(Records from a dataset)
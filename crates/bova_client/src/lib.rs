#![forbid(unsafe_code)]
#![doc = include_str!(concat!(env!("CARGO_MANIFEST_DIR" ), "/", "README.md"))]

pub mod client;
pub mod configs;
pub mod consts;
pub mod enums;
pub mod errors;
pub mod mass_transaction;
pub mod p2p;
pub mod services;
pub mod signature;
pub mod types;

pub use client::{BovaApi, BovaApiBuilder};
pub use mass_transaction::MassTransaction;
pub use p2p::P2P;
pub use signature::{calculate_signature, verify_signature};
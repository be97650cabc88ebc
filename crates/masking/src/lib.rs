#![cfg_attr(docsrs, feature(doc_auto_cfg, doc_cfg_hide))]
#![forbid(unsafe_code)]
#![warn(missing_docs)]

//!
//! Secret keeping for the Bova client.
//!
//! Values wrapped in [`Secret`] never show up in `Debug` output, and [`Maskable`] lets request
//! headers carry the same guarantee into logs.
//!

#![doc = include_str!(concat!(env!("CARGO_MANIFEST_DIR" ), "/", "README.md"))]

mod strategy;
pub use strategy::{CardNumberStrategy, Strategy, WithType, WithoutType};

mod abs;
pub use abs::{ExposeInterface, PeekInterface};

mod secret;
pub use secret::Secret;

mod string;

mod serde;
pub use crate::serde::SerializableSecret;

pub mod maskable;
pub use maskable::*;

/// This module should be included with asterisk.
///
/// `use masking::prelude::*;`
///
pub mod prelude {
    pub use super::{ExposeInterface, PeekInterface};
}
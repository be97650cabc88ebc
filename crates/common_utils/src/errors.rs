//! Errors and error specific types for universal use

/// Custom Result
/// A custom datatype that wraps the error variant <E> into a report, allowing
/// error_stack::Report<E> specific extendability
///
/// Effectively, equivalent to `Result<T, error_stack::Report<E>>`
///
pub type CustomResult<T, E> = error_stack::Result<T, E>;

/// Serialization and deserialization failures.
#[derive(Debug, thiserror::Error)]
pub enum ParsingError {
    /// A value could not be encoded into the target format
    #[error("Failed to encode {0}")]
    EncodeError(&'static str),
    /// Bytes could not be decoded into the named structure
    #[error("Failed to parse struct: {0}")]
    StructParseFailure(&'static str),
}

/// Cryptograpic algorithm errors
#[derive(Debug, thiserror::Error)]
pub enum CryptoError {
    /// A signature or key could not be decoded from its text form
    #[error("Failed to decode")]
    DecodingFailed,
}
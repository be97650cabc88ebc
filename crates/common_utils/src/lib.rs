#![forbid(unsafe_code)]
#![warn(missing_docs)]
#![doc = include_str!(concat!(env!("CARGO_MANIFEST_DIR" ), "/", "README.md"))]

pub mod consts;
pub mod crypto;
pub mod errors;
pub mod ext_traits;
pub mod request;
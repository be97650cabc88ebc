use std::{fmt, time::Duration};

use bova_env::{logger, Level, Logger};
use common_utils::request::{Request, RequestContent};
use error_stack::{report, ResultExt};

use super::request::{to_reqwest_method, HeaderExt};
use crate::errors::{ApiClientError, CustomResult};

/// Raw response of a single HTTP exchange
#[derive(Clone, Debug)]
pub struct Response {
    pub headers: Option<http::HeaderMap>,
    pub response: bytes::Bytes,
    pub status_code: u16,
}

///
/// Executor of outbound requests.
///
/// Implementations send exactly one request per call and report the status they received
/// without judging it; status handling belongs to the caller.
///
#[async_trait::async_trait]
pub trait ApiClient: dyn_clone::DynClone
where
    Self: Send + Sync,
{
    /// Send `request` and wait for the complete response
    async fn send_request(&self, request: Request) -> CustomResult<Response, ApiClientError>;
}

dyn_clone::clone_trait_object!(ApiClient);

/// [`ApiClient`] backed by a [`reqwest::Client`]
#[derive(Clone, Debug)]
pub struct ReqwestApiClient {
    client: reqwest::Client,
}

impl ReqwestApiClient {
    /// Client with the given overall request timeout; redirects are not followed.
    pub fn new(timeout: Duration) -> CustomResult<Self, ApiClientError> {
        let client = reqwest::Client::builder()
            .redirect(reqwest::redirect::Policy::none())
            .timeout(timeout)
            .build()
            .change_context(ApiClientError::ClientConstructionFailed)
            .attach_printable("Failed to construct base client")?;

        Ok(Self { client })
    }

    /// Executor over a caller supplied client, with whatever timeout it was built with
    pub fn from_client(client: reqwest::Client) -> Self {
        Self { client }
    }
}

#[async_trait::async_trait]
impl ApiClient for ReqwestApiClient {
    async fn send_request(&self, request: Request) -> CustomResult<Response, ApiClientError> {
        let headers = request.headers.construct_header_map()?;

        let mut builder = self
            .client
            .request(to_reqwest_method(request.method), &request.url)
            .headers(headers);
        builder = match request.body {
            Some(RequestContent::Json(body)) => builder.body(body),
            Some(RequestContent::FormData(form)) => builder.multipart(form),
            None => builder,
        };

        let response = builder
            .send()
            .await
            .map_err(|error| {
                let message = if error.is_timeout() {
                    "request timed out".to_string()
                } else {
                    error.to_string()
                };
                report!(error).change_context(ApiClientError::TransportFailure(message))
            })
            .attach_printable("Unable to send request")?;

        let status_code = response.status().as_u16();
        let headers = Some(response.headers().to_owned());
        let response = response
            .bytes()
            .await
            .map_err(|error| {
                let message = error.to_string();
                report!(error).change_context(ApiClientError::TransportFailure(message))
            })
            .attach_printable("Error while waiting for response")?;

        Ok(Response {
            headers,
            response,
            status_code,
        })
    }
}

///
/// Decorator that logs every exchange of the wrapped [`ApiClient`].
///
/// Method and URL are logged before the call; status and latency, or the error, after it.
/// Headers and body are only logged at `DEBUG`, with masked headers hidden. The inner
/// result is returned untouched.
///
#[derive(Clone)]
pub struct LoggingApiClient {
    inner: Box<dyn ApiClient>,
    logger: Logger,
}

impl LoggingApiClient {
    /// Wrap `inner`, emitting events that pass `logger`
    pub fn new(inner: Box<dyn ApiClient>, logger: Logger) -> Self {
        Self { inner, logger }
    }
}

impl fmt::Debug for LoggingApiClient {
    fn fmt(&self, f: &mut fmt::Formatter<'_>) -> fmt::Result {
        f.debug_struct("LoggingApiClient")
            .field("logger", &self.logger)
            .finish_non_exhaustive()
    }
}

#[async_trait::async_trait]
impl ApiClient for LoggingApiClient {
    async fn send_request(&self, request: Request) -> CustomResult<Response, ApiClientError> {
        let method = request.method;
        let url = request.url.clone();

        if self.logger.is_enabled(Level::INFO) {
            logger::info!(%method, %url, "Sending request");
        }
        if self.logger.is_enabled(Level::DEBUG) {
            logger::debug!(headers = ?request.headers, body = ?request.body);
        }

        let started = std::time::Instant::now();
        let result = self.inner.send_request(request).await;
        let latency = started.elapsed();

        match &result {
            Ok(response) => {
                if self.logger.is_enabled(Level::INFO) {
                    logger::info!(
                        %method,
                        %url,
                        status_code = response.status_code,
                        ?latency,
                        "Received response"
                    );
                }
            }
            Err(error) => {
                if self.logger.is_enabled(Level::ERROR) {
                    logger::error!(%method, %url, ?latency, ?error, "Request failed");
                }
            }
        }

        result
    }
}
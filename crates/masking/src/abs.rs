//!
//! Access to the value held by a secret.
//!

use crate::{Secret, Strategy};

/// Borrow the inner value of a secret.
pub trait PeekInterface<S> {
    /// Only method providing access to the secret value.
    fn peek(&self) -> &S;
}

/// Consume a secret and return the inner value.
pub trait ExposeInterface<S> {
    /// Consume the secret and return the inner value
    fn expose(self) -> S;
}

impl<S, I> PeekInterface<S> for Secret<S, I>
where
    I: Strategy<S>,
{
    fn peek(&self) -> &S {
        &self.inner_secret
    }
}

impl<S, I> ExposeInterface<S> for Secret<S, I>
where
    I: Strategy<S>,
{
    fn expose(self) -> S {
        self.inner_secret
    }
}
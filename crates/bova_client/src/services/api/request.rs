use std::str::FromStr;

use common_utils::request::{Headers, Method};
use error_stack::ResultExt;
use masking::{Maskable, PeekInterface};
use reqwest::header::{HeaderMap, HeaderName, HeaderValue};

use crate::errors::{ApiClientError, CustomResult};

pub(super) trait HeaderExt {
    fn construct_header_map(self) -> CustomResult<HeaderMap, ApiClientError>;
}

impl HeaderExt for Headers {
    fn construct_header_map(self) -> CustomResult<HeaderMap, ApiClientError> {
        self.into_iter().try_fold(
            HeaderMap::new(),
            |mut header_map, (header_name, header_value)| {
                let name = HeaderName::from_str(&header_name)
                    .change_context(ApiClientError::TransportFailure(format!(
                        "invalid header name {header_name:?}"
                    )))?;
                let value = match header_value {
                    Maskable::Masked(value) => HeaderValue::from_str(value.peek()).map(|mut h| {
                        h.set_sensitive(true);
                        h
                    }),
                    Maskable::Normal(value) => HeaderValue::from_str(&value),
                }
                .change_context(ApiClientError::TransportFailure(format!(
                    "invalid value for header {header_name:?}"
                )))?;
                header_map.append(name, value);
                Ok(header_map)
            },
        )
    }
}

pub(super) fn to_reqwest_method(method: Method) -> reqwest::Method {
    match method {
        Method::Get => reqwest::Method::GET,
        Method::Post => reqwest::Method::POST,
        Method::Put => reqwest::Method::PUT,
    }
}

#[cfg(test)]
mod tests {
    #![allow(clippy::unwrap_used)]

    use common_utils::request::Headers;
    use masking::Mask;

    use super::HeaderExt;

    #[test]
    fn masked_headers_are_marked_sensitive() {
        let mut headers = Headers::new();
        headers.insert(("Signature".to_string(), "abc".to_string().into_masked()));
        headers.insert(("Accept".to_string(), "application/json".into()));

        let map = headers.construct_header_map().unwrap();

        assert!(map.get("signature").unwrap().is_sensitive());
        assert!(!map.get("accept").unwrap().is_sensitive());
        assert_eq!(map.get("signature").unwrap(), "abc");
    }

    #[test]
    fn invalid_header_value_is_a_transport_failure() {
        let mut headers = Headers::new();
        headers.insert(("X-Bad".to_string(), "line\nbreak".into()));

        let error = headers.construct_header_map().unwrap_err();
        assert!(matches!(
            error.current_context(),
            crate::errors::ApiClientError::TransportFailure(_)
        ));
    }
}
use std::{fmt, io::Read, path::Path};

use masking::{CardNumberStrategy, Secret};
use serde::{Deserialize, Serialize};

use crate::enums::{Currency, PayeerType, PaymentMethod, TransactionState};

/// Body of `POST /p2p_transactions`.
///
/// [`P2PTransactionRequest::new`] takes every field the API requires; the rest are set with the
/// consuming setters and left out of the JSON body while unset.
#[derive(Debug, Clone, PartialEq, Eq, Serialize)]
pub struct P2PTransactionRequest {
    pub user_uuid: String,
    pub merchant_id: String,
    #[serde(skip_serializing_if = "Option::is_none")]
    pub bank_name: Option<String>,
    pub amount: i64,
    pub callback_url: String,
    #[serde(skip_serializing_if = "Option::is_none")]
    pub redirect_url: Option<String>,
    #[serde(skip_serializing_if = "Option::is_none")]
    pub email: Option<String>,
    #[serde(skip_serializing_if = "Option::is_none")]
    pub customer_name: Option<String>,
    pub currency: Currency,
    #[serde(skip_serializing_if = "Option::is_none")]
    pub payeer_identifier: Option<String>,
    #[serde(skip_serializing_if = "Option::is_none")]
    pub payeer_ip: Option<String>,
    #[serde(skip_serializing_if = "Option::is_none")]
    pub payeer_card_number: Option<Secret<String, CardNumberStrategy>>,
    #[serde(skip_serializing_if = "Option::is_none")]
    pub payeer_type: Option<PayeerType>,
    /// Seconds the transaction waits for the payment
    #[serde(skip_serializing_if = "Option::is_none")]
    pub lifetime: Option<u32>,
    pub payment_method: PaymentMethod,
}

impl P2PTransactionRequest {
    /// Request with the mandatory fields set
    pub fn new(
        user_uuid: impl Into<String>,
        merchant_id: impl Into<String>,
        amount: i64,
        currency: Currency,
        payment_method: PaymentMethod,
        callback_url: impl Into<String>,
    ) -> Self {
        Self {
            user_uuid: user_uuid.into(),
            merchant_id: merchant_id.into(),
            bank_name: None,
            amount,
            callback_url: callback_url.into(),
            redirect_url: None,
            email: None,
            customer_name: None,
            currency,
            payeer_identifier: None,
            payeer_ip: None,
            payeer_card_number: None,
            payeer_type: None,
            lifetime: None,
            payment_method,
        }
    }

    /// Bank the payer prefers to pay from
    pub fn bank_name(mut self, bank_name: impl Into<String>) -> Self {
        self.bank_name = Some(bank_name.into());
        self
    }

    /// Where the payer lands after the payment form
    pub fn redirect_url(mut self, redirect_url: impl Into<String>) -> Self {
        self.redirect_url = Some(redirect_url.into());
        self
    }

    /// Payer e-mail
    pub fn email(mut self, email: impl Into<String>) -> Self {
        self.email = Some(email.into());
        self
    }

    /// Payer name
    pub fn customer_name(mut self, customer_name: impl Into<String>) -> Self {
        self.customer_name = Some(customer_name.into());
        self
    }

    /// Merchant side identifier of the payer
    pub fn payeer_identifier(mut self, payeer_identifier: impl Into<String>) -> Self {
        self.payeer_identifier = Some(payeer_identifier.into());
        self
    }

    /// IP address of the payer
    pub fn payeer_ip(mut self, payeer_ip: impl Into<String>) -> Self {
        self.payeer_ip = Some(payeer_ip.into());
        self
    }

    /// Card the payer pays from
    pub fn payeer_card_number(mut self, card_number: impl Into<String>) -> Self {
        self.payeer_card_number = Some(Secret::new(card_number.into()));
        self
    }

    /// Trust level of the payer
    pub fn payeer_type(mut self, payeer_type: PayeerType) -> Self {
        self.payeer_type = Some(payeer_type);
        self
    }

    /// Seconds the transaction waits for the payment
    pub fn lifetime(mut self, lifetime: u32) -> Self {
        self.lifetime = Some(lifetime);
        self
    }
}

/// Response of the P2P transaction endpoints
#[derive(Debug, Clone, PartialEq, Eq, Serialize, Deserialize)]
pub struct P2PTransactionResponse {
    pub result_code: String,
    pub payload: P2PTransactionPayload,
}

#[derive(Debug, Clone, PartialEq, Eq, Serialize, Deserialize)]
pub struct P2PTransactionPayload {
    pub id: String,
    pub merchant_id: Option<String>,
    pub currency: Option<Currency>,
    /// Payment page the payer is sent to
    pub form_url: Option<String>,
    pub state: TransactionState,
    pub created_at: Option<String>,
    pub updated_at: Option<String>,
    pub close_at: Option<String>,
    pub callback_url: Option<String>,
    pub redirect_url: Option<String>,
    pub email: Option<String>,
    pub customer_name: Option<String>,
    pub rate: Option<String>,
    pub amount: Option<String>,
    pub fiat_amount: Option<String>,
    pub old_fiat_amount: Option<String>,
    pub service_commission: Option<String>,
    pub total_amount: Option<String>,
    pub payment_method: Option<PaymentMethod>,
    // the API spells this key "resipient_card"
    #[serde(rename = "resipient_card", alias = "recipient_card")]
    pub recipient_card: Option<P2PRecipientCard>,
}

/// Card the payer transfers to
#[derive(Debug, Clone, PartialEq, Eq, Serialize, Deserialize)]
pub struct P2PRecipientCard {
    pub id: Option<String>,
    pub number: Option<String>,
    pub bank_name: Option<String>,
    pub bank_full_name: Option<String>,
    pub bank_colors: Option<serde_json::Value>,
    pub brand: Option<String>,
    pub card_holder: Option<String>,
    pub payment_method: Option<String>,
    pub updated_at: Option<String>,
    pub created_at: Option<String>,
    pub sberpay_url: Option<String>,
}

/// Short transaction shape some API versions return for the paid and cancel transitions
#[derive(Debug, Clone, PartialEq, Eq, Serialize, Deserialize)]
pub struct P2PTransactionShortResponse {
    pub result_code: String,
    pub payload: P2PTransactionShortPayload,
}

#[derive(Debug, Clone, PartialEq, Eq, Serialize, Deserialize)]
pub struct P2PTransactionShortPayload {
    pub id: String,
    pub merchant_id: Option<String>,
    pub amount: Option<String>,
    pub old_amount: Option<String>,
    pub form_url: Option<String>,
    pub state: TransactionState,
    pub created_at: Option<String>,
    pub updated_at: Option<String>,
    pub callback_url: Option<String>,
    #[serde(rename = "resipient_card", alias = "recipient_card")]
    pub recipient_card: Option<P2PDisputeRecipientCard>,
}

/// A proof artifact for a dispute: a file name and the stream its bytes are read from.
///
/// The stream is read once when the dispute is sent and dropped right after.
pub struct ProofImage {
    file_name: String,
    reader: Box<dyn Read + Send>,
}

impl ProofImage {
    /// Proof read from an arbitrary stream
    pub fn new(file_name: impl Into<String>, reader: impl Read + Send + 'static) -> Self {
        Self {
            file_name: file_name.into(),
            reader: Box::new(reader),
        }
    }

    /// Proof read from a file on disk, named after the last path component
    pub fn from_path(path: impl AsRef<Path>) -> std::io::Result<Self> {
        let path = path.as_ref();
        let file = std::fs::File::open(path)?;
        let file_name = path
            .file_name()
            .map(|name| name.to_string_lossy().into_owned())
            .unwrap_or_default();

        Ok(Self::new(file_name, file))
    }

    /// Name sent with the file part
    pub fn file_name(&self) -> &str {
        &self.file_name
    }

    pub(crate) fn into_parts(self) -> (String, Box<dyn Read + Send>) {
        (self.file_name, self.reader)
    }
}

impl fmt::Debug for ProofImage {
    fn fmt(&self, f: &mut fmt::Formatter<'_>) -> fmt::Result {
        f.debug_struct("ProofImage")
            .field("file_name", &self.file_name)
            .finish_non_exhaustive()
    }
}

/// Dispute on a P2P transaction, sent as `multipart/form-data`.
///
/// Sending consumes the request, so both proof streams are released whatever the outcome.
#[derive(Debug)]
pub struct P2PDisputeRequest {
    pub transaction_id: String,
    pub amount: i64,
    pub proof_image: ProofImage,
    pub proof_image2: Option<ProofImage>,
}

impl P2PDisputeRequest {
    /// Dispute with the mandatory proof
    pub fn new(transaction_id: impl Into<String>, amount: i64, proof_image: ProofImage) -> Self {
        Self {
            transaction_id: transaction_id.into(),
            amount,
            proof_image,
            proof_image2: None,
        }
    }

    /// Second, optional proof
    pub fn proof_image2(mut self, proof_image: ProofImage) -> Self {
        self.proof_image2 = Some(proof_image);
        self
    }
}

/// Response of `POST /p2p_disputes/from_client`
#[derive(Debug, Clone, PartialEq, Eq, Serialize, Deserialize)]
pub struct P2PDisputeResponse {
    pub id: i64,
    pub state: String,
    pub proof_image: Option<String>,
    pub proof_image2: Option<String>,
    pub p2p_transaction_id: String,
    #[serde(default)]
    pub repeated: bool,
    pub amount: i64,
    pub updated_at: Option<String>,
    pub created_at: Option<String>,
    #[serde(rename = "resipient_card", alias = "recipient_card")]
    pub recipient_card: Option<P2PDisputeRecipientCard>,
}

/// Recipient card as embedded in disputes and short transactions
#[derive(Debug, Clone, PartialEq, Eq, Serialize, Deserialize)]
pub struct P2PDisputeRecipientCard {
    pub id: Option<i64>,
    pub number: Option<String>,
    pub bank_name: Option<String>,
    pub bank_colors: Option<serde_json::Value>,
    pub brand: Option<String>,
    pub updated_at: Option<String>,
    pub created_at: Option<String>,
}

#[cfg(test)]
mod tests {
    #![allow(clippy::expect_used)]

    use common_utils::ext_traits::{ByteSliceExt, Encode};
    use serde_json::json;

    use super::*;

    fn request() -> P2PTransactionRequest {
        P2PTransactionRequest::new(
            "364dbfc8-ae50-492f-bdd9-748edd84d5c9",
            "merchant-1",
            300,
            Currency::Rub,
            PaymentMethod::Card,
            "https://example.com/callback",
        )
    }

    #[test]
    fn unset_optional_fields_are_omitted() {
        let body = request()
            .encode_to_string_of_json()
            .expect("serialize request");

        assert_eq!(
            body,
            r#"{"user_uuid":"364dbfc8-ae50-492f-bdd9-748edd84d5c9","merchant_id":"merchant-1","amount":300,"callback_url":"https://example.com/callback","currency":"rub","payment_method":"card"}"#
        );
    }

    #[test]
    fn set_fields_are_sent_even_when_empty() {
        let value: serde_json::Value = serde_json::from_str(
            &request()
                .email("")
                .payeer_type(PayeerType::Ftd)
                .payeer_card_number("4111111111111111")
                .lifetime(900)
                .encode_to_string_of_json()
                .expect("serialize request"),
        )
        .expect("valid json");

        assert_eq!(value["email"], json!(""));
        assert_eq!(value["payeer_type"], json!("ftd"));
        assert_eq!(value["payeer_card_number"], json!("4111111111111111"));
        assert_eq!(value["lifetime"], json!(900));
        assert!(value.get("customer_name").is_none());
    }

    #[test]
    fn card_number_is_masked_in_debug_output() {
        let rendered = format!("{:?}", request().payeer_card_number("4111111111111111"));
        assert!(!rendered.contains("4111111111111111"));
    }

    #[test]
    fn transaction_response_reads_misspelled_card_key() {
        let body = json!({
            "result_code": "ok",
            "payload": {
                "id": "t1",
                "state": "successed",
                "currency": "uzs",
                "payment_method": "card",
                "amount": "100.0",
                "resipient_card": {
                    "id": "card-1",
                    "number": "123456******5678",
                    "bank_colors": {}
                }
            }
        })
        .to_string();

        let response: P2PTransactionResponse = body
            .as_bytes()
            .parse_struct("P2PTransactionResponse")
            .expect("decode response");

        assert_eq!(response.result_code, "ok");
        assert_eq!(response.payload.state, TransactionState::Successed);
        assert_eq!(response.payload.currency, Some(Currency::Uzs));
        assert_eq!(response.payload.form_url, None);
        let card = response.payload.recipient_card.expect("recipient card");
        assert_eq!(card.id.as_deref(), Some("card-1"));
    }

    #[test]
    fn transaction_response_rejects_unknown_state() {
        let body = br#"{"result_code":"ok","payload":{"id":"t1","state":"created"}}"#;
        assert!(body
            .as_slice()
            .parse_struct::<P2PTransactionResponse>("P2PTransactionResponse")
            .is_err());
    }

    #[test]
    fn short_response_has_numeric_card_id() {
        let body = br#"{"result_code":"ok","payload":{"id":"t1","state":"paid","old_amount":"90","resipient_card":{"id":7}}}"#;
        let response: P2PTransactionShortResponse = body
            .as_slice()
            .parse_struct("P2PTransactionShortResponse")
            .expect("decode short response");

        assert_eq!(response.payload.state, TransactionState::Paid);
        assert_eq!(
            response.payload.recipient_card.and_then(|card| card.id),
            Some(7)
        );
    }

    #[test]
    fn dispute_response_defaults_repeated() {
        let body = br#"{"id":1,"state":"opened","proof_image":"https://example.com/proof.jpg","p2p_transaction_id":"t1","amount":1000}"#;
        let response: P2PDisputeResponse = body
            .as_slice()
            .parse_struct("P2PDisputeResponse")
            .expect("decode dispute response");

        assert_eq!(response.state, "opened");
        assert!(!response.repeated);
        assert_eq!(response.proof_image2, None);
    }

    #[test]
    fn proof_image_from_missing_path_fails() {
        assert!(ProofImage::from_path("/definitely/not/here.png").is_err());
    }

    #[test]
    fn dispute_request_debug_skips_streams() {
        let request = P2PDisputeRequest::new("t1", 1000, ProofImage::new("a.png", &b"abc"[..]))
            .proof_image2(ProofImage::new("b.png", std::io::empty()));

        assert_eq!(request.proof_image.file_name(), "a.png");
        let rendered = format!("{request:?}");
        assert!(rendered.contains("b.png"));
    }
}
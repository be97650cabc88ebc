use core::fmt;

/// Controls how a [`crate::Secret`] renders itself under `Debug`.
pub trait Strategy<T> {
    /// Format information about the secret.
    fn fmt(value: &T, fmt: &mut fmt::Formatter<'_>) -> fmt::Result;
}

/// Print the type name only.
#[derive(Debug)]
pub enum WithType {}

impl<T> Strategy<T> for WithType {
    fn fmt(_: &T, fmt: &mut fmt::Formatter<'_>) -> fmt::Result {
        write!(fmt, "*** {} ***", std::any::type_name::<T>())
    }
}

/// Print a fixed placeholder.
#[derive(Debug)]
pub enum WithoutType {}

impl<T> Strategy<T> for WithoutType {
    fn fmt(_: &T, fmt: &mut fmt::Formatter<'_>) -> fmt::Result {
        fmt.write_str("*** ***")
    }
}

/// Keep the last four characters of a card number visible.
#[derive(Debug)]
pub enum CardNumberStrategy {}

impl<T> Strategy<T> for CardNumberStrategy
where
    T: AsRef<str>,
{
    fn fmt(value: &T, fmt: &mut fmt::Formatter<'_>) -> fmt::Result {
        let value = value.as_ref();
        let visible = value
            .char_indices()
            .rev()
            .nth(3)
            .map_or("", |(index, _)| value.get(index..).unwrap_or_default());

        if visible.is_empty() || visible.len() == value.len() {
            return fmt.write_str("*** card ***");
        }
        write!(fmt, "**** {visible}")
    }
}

## Action item
Beginning at the first line of the records, retype exactly every line up to and including the one with "pub enum CryptoError".

## Result for this task
filename crates/bova_client/src/lib.rs
#![forbid(unsafe_code)]
#![doc = include_str!(concat!(env!("CARGO_MANIFEST_DIR" ), "/", "README.md"))]

pub mod client;
pub mod configs;
pub mod consts;
pub mod enums;
pub mod errors;
pub mod mass_transaction;
pub mod p2p;
pub mod services;
pub mod signature;
pub mod types;

pub use client::{BovaApi, BovaApiBuilder};
pub use mass_transaction::MassTransaction;
pub use p2p::P2P;
pub use signature::{calculate_signature, verify_signature};
repository be97650cabc88ebc
filename crates/masking/src/lib.rs
#![cfg_attr(docsrs, feature(doc_auto_cfg, doc_cfg_hide))]
#![forbid(unsafe_code)]
#![warn(missing_docs)]

//!
//! Secret keeping for the Bova client.
//!
//! Values wrapped in [`Secret`] never show up in `Debug` output, and [`Maskable`] lets request
//! headers carry the same guarantee into logs.
//!

#![doc = include_str!(concat!(env!("CARGO_MANIFEST_DIR" ), "/", "README.md"))]

mod strategy;
pub use strategy::{CardNumberStrategy, Strategy, WithType, WithoutType};

mod abs;
pub use abs::{ExposeInterface, PeekInterface};

mod secret;
pub use secret::Secret;

mod string;

mod serde;
pub use crate::serde::SerializableSecret;

pub mod maskable;
pub use maskable::*;

/// This module should be included with asterisk.
///
/// `use masking::prelude::*;`
///
pub mod prelude {
    pub use super::{ExposeInterface, PeekInterface};
}
repository be97650cabc88ebc
filename crates/common_utils/src/errors.rs
//! Errors and error specific types for universal use

/// Custom Result
/// A custom datatype that wraps the error variant <E> into a report, allowing
/// error_stack::Report<E> specific extendability
///
/// Effectively, equivalent to `Result<T, error_stack::Report<E>>`
///
pub type CustomResult<T, E> = error_stack::Result<T, E>;

/// Serialization and deserialization failures.
#[derive(Debug, thiserror::Error)]
pub enum ParsingError {
    /// A value could not be encoded into the target format
    #[error("Failed to encode {0}")]
    EncodeError(&'static str),
    /// Bytes could not be decoded into the named structure
    #[error("Failed to parse struct: {0}")]
    StructParseFailure(&'static str),
}

/// Cryptograpic algorithm errors
#[derive(Debug, thiserror::Error)]
pub enum CryptoError {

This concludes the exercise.